Development Of Universal, Strong Mini-Promoters For Recombinant Adeno-Associated Viral (Raav) Vectors

rAAVs have emerged as an efficient gene delivery tool. Discovery of various natural serotypes and recent development of recombinant capsids significantly advanced the transduction efficiency of rAAVs in a variety of cells and tissues. On the other hand, much less effort has been made for maximizing expression of the rAAV cargo DNA, since current AAV vectors mainly rely on well-established promoters for gene expression. Among those, CMV and CAG promoters belong to the most frequently used strong promoters providing universal activity.

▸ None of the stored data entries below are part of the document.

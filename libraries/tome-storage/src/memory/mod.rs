//! In-memory session store
//!
//! Used by embedders that persist elsewhere (or not at all) and by tests.

use std::collections::HashMap;
use std::sync::{Mutex, MutexGuard, PoisonError};
use tome_core::{BookId, Result, SessionSnapshot, SessionStore};

/// Volatile session store
#[derive(Debug, Default)]
pub struct MemoryStore {
    records: Mutex<HashMap<BookId, SessionSnapshot>>,
}

impl MemoryStore {
    /// Create an empty store
    pub fn new() -> Self {
        Self::default()
    }

    /// Number of stored snapshots
    pub fn len(&self) -> usize {
        self.lock().len()
    }

    /// Whether nothing has been stored
    pub fn is_empty(&self) -> bool {
        self.lock().is_empty()
    }

    fn lock(&self) -> MutexGuard<'_, HashMap<BookId, SessionSnapshot>> {
        self.records.lock().unwrap_or_else(PoisonError::into_inner)
    }
}

impl SessionStore for MemoryStore {
    fn load(&self, book_id: &BookId) -> Result<Option<SessionSnapshot>> {
        Ok(self.lock().get(book_id).cloned())
    }

    fn save(&self, snapshot: &SessionSnapshot) -> Result<()> {
        self.lock()
            .insert(snapshot.book_identity.clone(), snapshot.clone());
        Ok(())
    }

    fn load_all(&self) -> Result<Vec<SessionSnapshot>> {
        let mut all: Vec<_> = self.lock().values().cloned().collect();
        all.sort_by(|a, b| a.book_identity.cmp(&b.book_identity));
        Ok(all)
    }

    fn clear(&self, book_id: &BookId) -> Result<bool> {
        Ok(self.lock().remove(book_id).is_some())
    }
}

The capacity of DNA packaging in rAAV capsids is limited (4.7 kb). Hence, the large size of the existing strong promoters is a drawback in delivering genes and gene editing tools of large sizes, reaching the limits of the viral packaging capacity. To improve AAV as a gene therapy tool, discovery of small but strong promoters is a crucial step. Here we report two new strong mini promoters, called INS84 and GCG110, with universal activity in rAAV expression vectors. These promoters are only 84 and 135 base pairs in size, respectively. They showed strong expression of a reporter transgene from rAAV in human and mouse cells and tissues, including human hepatocytes in primary cultures, humanized mice in vivo and human pancreatic islet cells. Expression levels in these tissues were comparable to those obtained with the much larger CAG promoter. Until now, viral vectors utilized (or ‘borrowed’) promoters that are characterized in the context of plasmid expression vectors or germ-line transgenes. Our strong mini-promoters for rAAV expression suggest a new direction for developing promoters for viral vectors, specifically that the large size of promoters required for expression in the context of plasmid vectors is often not necessary for strong expression in an rAAV vector.